# Task directions:
Look through the lines below and copy each one that includes "None".
------
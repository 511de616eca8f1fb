//! Send paths from transaction tasks up through the connection.
//!
//! [`HostChannel`] is the per-transaction view of the host controller: it
//! records outbound state in the pending tables (so the resend
//! coordinators can replay it after a reconnect) and then ships it with
//! bounded retries.

use std::sync::{Arc, Weak};

use async_trait::async_trait;

use crate::error::{IoError, IoErrorKind};
use crate::io::RenderSender;
use crate::loading::{LoadingSender, LoadingSnapshot};
use crate::rpc::methods::{
    ActionResult, MarkTransactionComplete, MarkTransactionCompleteInputs, PageLayout,
    RenderInstruction, SendCallResult, SendIoCall, SendIoCallInputs, SendLoadingCall,
    SendLoadingCallInputs, SendLog, SendLogInputs, SendPage, SendPageInputs, SendRedirect,
    SendRedirectInputs, TransactionErrorKind,
};
use crate::transaction::{PageChannel, RedirectTarget, TransactionChannel};

use super::HostInner;

/// Maps a server error reply to the handler-visible error kind.
fn unrecoverable_kind(result: &SendCallResult) -> Option<IoErrorKind> {
    match result {
        SendCallResult::Error(err) => match err.kind {
            Some(TransactionErrorKind::Canceled) => Some(IoErrorKind::Canceled),
            Some(TransactionErrorKind::TransactionClosed) => {
                Some(IoErrorKind::TransactionClosed)
            }
            None => None,
        },
        SendCallResult::Ok(_) => None,
    }
}

/// Per-transaction send paths, held by IoClients and contexts.
///
/// Holds the host weakly: a transaction outliving the host fails its
/// sends with `TRANSACTION_CLOSED` instead of keeping the controller
/// alive.
pub struct HostChannel {
    pub(crate) inner: Weak<HostInner>,
}

impl HostChannel {
    fn upgrade(&self) -> Result<Arc<HostInner>, IoError> {
        self.inner
            .upgrade()
            .ok_or_else(|| IoError::new(IoErrorKind::TransactionClosed))
    }
}

#[async_trait]
impl RenderSender for HostChannel {
    async fn send_render(
        &self,
        transaction_id: &str,
        instruction: &RenderInstruction,
    ) -> Result<(), IoError> {
        let inner = self.upgrade()?;

        let io_call = serde_json::to_string(instruction).map_err(|e| {
            IoError::with_message(IoErrorKind::RenderError, format!("unserializable render: {e}"))
        })?;
        let inputs = SendIoCallInputs {
            transaction_id: transaction_id.to_string(),
            id: instruction.id.clone(),
            io_call,
        };

        // Record before shipping: a send that dies mid-flight must still
        // be replayable.
        inner
            .pending_io_calls
            .lock()
            .expect("pending_io_calls lock poisoned")
            .insert(transaction_id.to_string(), inputs.clone());

        let result = inner
            .call_with_retries::<SendIoCall>(inputs)
            .await
            .map_err(|e| {
                IoError::with_message(IoErrorKind::RenderError, format!("render delivery failed: {e}"))
            })?;

        if let Some(kind) = unrecoverable_kind(&result) {
            inner
                .pending_io_calls
                .lock()
                .expect("pending_io_calls lock poisoned")
                .remove(transaction_id);
            return Err(IoError::new(kind));
        }
        if let SendCallResult::Error(err) = result {
            return Err(IoError::with_message(
                IoErrorKind::RenderError,
                err.message.unwrap_or_else(|| "render rejected".to_string()),
            ));
        }
        Ok(())
    }
}

#[async_trait]
impl LoadingSender for HostChannel {
    async fn send_loading(
        &self,
        transaction_id: &str,
        snapshot: &LoadingSnapshot,
    ) -> Result<(), IoError> {
        let inner = self.upgrade()?;

        inner
            .loading_states
            .lock()
            .expect("loading_states lock poisoned")
            .insert(transaction_id.to_string(), snapshot.clone());

        let inputs = SendLoadingCallInputs {
            transaction_id: transaction_id.to_string(),
            title: snapshot.title.clone(),
            description: snapshot.description.clone(),
            items_in_queue: snapshot.items_in_queue,
            items_completed: snapshot.items_completed,
        };
        let result = inner
            .call_with_retries::<SendLoadingCall>(inputs)
            .await
            .map_err(|e| {
                IoError::with_message(IoErrorKind::RenderError, format!("loading send failed: {e}"))
            })?;

        if let Some(kind) = unrecoverable_kind(&result) {
            inner
                .loading_states
                .lock()
                .expect("loading_states lock poisoned")
                .remove(transaction_id);
            return Err(IoError::new(kind));
        }
        Ok(())
    }
}

#[async_trait]
impl TransactionChannel for HostChannel {
    async fn send_log(
        &self,
        transaction_id: &str,
        data: String,
        index: u64,
        timestamp: u64,
    ) -> Result<(), IoError> {
        let inner = self.upgrade()?;
        let inputs = SendLogInputs {
            transaction_id: transaction_id.to_string(),
            data,
            index,
            timestamp,
        };
        inner
            .call_with_retries::<SendLog>(inputs)
            .await
            .map_err(|e| {
                IoError::with_message(IoErrorKind::RenderError, format!("log send failed: {e}"))
            })?;
        Ok(())
    }

    async fn send_redirect(
        &self,
        transaction_id: &str,
        target: &RedirectTarget,
    ) -> Result<(), IoError> {
        let inner = self.upgrade()?;
        let inputs = match target {
            RedirectTarget::Url(url) => SendRedirectInputs {
                transaction_id: transaction_id.to_string(),
                url: Some(url.clone()),
                route: None,
                params: None,
            },
            RedirectTarget::Route { route, params } => SendRedirectInputs {
                transaction_id: transaction_id.to_string(),
                url: None,
                route: Some(route.clone()),
                params: params.clone(),
            },
        };
        let result = inner
            .call_with_retries::<SendRedirect>(inputs)
            .await
            .map_err(|e| {
                IoError::with_message(IoErrorKind::RenderError, format!("redirect failed: {e}"))
            })?;
        if let Some(kind) = unrecoverable_kind(&result) {
            return Err(IoError::new(kind));
        }
        Ok(())
    }

    async fn mark_complete(&self, transaction_id: &str, result: &ActionResult) {
        let Ok(inner) = self.upgrade() else { return };

        let serialized = match serde_json::to_string(result) {
            Ok(serialized) => serialized,
            Err(e) => {
                log::error!("[Host] Unserializable result for {transaction_id}: {e}");
                return;
            }
        };
        let inputs = MarkTransactionCompleteInputs {
            transaction_id: transaction_id.to_string(),
            result: serialized,
        };
        if let Err(e) = inner
            .call_with_retries::<MarkTransactionComplete>(inputs)
            .await
        {
            log::error!("[Host] Failed to report completion of {transaction_id}: {e}");
        }
    }
}

#[async_trait]
impl PageChannel for HostChannel {
    async fn send_page(&self, page_key: &str, layout: &PageLayout) -> Result<(), IoError> {
        let inner = self.upgrade()?;

        let page = serde_json::to_string(layout).map_err(|e| {
            IoError::with_message(IoErrorKind::RenderError, format!("unserializable layout: {e}"))
        })?;
        let inputs = SendPageInputs {
            page_key: page_key.to_string(),
            page,
        };

        inner
            .pending_page_layouts
            .lock()
            .expect("pending_page_layouts lock poisoned")
            .insert(page_key.to_string(), inputs.clone());

        let result = inner
            .call_with_retries::<SendPage>(inputs)
            .await
            .map_err(|e| {
                IoError::with_message(IoErrorKind::RenderError, format!("page send failed: {e}"))
            })?;

        if let Some(kind) = unrecoverable_kind(&result) {
            inner
                .pending_page_layouts
                .lock()
                .expect("pending_page_layouts lock poisoned")
                .remove(page_key);
            return Err(IoError::new(kind));
        }
        Ok(())
    }
}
------
# Solution to this task:
            None => None,
        SendCallResult::Ok(_) => None,
                route: None,
                params: None,
                url: None,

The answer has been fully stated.